Mikropları hep yok edilmesi gereken canlılar olarak biliyoruz. Ancak söz konusu bağırsaklar olunca burada biraz durmak gerekiyor. İnsan bağırsağının 1-2 kilo mikrop barındırdığını söyleyen Prof. Dr. Başaranoğlu, son dönemlerin popüler tıp terimi ile “mikrobiyata” denilen bu topluluğun sayısının ve karakterinin sağlığı şekillendirdiğini ifade ediyor. Bağırsaklarda yerleşen bu mikropların midede sindirilemeyen bazı yiyeceklerin sindirilmesine yardım ettiğini, bazı vitamin ve minerallerin sentezine yardımcı olduğunu da ifade eden Prof. Başaranoğlu “Bağırsaklarda yaklaşık olarak 100 trilyon mikroorganizma vardır. Bu sayı toplam insan hücresinden 10 kat fazladır. Ayrıca bu mikroorganizmalar insan genomundan 150 kat daha fazla gen içerir.  Aynı zamanda bağırsaklar vücut savunmasında bağışıklık sisteminin bir parçası olarak görev alırlar. Mikrobiyata, zararlı bakterilerin çoğalmasını engeller. Ayrıca bağırsaklarda iltihap oluşup, bağırsaklardan kana zehirli maddelerin geçmesini engeller. Bağırsak mukozası, yakınında yer alan lenf dokularını uyararak, kanser hücrelerin zararlı maddeleri ortadan kaldıracak antikor üretilmesini sağlar” dedi.

Nakille çare aranıyor
Son yıllarda ortaya konan başka bir gelişmenin bağırsak hastalıkları, obezite, nörolojik ve psikiyatrik hastalıkların bozulmuş bağırsak florasının onarımıyla tedavi edilmesi fikri olduğunu hatırlatan Prof. Dr. Başaranoğlu “Sağlıklı bir insanın dışkısından alınan mikropların hasta bir kişiye nakledilmesi yeni bir gelişmedir. Bu tedavi ile bir bağırsak hastalığında başarı elde edilmesi, aynı metodun sindirim sistemi hastalıkları dışında bazı nörolojik hastalıkların tedavisinde de kullanılmasını gündeme getirdi” diye açıkladı.
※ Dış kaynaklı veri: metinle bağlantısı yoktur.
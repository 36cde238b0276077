//! The attributed graph model shared by every algorithm in the workspace.
//!
//! Nodes and edges live in two arenas owned by [`Graph`] and refer to each
//! other by [`NodeId`] / [`EdgeId`]. Nothing outside the graph holds a
//! reference into it, only ids.

mod edge;
mod ids;
mod node;
mod record;
mod recoder;
mod types;

pub use edge::{BRIDGE, Edge, MAX_RINGS, RING_BITS};
pub use ids::{EdgeId, NodeId};
pub use node::{MARK_CLEAR, MARK_EXCLUDED, Node};
pub use record::GraphRecord;
pub use recoder::Recoder;
pub use types::{EdgeType, NodeType, bonds, elements};

use std::collections::VecDeque;
use std::fmt;
use std::sync::Arc;

use itertools::Itertools;
use tracing::trace;

use crate::GraphError;

/// An undirected graph with typed nodes and edges.
#[derive(Clone, Debug, Default)]
pub struct Graph {
    nodes: Vec<Node>,
    edges: Vec<Edge>,
    recoder: Option<Arc<Recoder>>,
}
Şişmanlatan yiyecekler dengeyi bozuyor
Yiyecek seçimlerimizin bağırsaklarımızı hasta ettiğini, bağırsakların da bizi hasta ettiğini söyleyen Prof. Dr. Metin Başaran, “metropol beslenmesi” olarak adlandırılan aşırı yağlı, aşırı işlenmiş, rafine, hazım ihtiyacı olmayan nişasta bazlı şeker, mısır şurubu ile yapılmış yiyeceklerin bağırsaklardaki mikropların karakterini değiştirdiğini belirterek “Eskiden olduğu gibi taze, sebze meyve, baklagil ağırlıklı beslenmenin azalması bağırsakların hastalanmasına yol açar. Bunu da bağırsakları oluşturan sağlıklı bakterileri azaltıp bunun yerine sağlıksız ve değersiz endüstriyel ürünler yiyen zararlı bakterileri doldurarak yapar. Böylece açılan kapıdan obezite başta olmak üzere birçok kronik hastalık girer” diye konuştu.